The melodramatic shadow of mortality that dominates the action of “Thor: Love and Thunder” has no darkness—it’s as bright-toned as the movie’s glittery C.G.I. Marvel removed the sting from death when the characters that it obliterated at the end of “Avengers: Infinity War” returned for that movie’s sequel, “Avengers: Endgame.” But Waititi, the director of the Holocaust romp “Jojo Rabbit,” has redeployed his manifest talent for mitigating horror. Jane’s ailment is a mere pretext for the busted-up couple’s sentimental reunion, for a greeting-card life lesson to “never stop fighting”—as if Marvel’s superheroes might otherwise retire to their country houses and write their memoirs—and also, yes, for yet another homily about the promise of the afterlife.

With its proliferating demonstrations of religious devotion, genuflecting prayer, and life after death, “Thor: Love and Thunder” may be the Marvel Cinematic Universe’s most conspicuously faith-based—and, despite its exaltation of pagan gods, implicitly Christian—film. Even the movie’s one scene of inspired comedy derives its power from its unstated Christian roots.

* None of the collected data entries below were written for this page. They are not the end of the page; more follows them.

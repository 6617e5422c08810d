//! Configuration loading tests

use std::io::Write;

use roleguard::bootstrap::demo_config;
use roleguard::{AuthorizationGate, GateConfig, Role, RoleguardError, UnknownIdentityPolicy};
use tempfile::NamedTempFile;

const CONFIG: &str = r#"
[unknown_identity]
policy = "assign_default"
role = "normal"

[[users]]
token = "ops-token"
identity = "ops"
email = "ops@example.com"
display_name = "Ops"
role = "internal"

[[users]]
token = "boss-token"
identity = "boss"
email = "boss@example.com"
email_verified = false
role = "admin"
"#;

fn write_config(text: &str) -> NamedTempFile {
    let mut f = NamedTempFile::new().unwrap();
    f.write_all(text.as_bytes()).unwrap();
    f
}

#[test]
fn load_from_file() {
    let f = write_config(CONFIG);
    let cfg = GateConfig::from_file(f.path()).unwrap();
    assert_eq!(cfg.users.len(), 2);
    assert_eq!(cfg.users[1].role, Role::Admin);
    assert!(!cfg.users[1].email_verified);
    assert_eq!(
        cfg.unknown_identity,
        UnknownIdentityPolicy::AssignDefault { role: Role::Normal, fallback: None }
    );
}

#[test]
fn gate_from_file_config() {
    let f = write_config(CONFIG);
    let gate = AuthorizationGate::from_config(&GateConfig::from_file(f.path()).unwrap()).unwrap();

    let ops = gate.resolve_principal(Some("Bearer OPS-TOKEN")).unwrap();
    assert_eq!(ops.identity(), "ops");
    assert_eq!(ops.role(), Role::Internal);

    let boss = gate.resolve_principal(Some("boss-token")).unwrap();
    assert!(!boss.email_verified());
    assert_eq!(boss.display_name(), "");

    // No fallback identity configured: unknown tokens are still rejected
    assert!(gate.resolve_principal(Some("nope")).is_err());
}

#[test]
fn missing_file() {
    let dir = tempfile::tempdir().unwrap();
    let err = GateConfig::from_file(dir.path().join("absent.toml")).unwrap_err();
    assert!(
        matches!(err, RoleguardError::Config(ref m) if m.contains("absent.toml")),
        "got: {err}"
    );
}

#[test]
fn malformed_file() {
    let f = write_config("users = 3");
    assert!(matches!(GateConfig::from_file(f.path()), Err(RoleguardError::Config(_))));
}

#[test]
fn empty_identity_rejected() {
    let f = write_config(
        r#"
        [[users]]
        token = "t"
        identity = ""
        email = "x@example.com"
        role = "normal"
        "#,
    );
    assert_eq!(
        GateConfig::from_file(f.path()).unwrap_err(),
        RoleguardError::Config("users[0]: empty identity".into())
    );
}

/// Two entries for one identity would leave one token with the other's role
#[test]
fn duplicate_identity_rejected() {
    let f = write_config(
        r#"
        [[users]]
        token = "boss"
        identity = "alice"
        email = "alice@example.com"
        role = "admin"

        [[users]]
        token = "alt"
        identity = "alice"
        email = "alice@example.com"
        role = "normal"
        "#,
    );
    assert_eq!(
        GateConfig::from_file(f.path()).unwrap_err(),
        RoleguardError::Config("users[1]: duplicate identity".into())
    );
}

/// The same check guards gates built from hand-made configs
#[test]
fn from_config_rejects_duplicate_identity() {
    let mut cfg = demo_config();
    let mut twin = cfg.users[0].clone();
    twin.token = "admin_alt".into();
    twin.role = Role::Normal;
    cfg.users.push(twin);
    assert_eq!(
        AuthorizationGate::from_config(&cfg).err(),
        Some(RoleguardError::Config("users[4]: duplicate identity".into()))
    );
}

#[test]
fn unknown_role_in_file_is_invalid_role() {
    let f = write_config(
        r#"
        [[users]]
        token = "t"
        identity = "u"
        email = "u@example.com"
        role = "superuser"
        "#,
    );
    let err = GateConfig::from_file(f.path()).unwrap_err();
    assert!(
        matches!(err, RoleguardError::Config(ref m) if m.contains("invalid role: 'superuser'")),
        "got: {err}"
    );
}

/// A hand-built config is validated before a gate is built from it
#[test]
fn from_config_validates() {
    let mut cfg = demo_config();
    cfg.users[0].token = "  ".into();
    assert!(matches!(AuthorizationGate::from_config(&cfg), Err(RoleguardError::Config(_))));
}

#[test]
fn demo_config_written_and_reloaded() {
    let cfg = demo_config();
    let f = write_config(&cfg.to_toml_string().unwrap());
    assert_eq!(GateConfig::from_file(f.path()).unwrap(), cfg);
}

It takes place early on, while New Asgard is still at peace. The sleepy, neo-medieval Norwegian fishing village is also a tourist attraction where visitors admire the shards of Mjölnir and sit through a clumsy and threadbare skit, dramatizing the life and times of Thor, that’s a self-deprecating stand-in for a Passion play.

The hagiographical skit’s whimsical simplicity is a hint at the satirical antics that a less inhibited comedy of the gods could offer. It plays like a wink at the bare-bones histrionics on which a C.G.I. extravaganza depends—and it also suggests, likely unconsciously, the narrowing effect of a reverently dogmatic drama on its cast. “Thor: Love and Thunder” is filled with stars, and spotlights several of the most accomplished dramatic actors currently working. But it treats them like cardboard cutouts of themselves, voided of any sense of presence and the authority that it delivers. With its plethora of computer graphics, the movie often seems closer to animation than a live-action feature; one has to squint even to find the actors amid the artifice. Gorr is played, by Christian Bale, with an unfortunate monotony that reflects the single-factor psychology of the script and the character.

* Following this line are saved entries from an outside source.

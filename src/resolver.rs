//! Permission resolution over the role table

use std::collections::BTreeMap;

use serde::Serialize;

use crate::permission::{Permission, PermissionSet};
use crate::role::Role;

/// Permissions granted to `role`. Same answer on every call.
#[inline]
pub fn permissions_for(role: Role) -> PermissionSet {
    role.permissions()
}

/// Whether `role` is granted `permission`.
#[inline]
pub fn has_permission(role: Role, permission: Permission) -> bool {
    permissions_for(role).contains(permission)
}

/// Every permission and what each role is granted, by wire name.
#[derive(Debug, Clone, PartialEq, Eq, Serialize)]
pub struct Catalog {
    pub permissions: Vec<&'static str>,
    pub roles: BTreeMap<&'static str, Vec<&'static str>>,
}

pub fn catalog() -> Catalog {
    Catalog {
        permissions: Permission::ALL.iter().map(|p| p.as_str()).collect(),
        roles: Role::ALL
            .iter()
            .map(|r| (r.as_str(), permissions_for(*r).names()))
            .collect(),
    }
}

The strangest, most bewildering performance dominates the film’s grandest set piece, which unfolds in Omnipotence City, the colossal hall of the gods where the boss of them all, Zeus (Russell Crowe), holds forth. The superheroic quartet travels there in quest of Zeus’s assistance in fighting Gorr, but the Greek übergod turns out to be a bombastic and craven libertine, an intergalactic isolationist content to let the universe burn as long as he’s safe. The idea is clever enough that one could wish for its further development. Instead, it’s rendered in vaudeville shtick, with Crowe playing Zeus in a parodistic Greek-American dialect, complete with mangled language and a chewy accent that seems closer in sound to Boris Badenov than to “My Big Fat Greek Wedding.”

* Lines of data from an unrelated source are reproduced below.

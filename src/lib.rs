//! Roleguard - Role-based access control with ownership-aware checks
//!
//! Four fixed roles map to fixed permission sets. A gate resolves each
//! caller into a principal snapshot and enforces role/permission
//! predicates; `access` decides view/edit on owned resources.
//!
//! ```
//! use roleguard::{bootstrap, require_permission, can_edit, Permission, Role};
//!
//! let gate = bootstrap::demo_gate().unwrap();
//! let p = gate.resolve_principal(Some("Bearer internal_user")).unwrap();
//! assert_eq!(p.role(), Role::Internal);
//! assert!(require_permission(&p, Permission::ViewAllData).is_ok());
//! assert!(require_permission(&p, Permission::EditAllData).is_err());
//! assert!(!can_edit(p.role(), "someone_else", p.identity()));
//! ```

pub mod access;
pub mod auth;
pub mod bootstrap;
pub mod config;
pub mod constants;
pub mod directory;
pub mod error;
pub mod gate;
pub mod permission;
pub mod principal;
pub mod resolver;
pub mod role;

pub use access::{can_delete, can_edit, can_view, ensure_can_edit, ensure_can_view, visible, Owned};
pub use auth::{Authenticator, StaticAuthenticator};
pub use config::{GateConfig, UnknownIdentityPolicy, UserEntry};
pub use directory::{MemoryDirectory, RoleDirectory};
pub use error::{Action, Denial, Result, RoleguardError};
pub use gate::{
    require_admin, require_any_role, require_internal_or_above, require_permission, require_role,
    require_stakeholder_or_admin, Assignment, AuthorizationGate, RoleStats,
};
pub use permission::{Permission, PermissionGroup, PermissionSet};
pub use principal::{AuthenticatedPrincipal, Identity};
pub use resolver::{catalog, has_permission, permissions_for, Catalog};
pub use role::{Role, ADMIN_ONLY, INTERNAL_OR_ABOVE, STAKEHOLDER_OR_ADMIN};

The action of “Thor: Love and Thunder” has its moments, especially early on, when Thor, in a spectacular martial-arts routine, stops a pair of attacking motorcyclists by doing a midair split. There are some goofy sidebars involving a pair of giant screaming goats, and a recurring trope of Korg providing backstory by way of campfire-like tales of yore. The classic Guns N’ Roses needle-drops that accompany the movie’s action (the band even gets a nod in the plot) are a welcome change from the habitual brass-and-timpani blare of battle scenes. Yet the intrinsic pleasure of hearing the stirring old songs amid new images of combat only emphasizes all the more the movie’s oddly emphatic and joyful militarism—its disturbing blend of martial swagger and faith-based certainty, the unquestioned confidence of its defense of divinity itself.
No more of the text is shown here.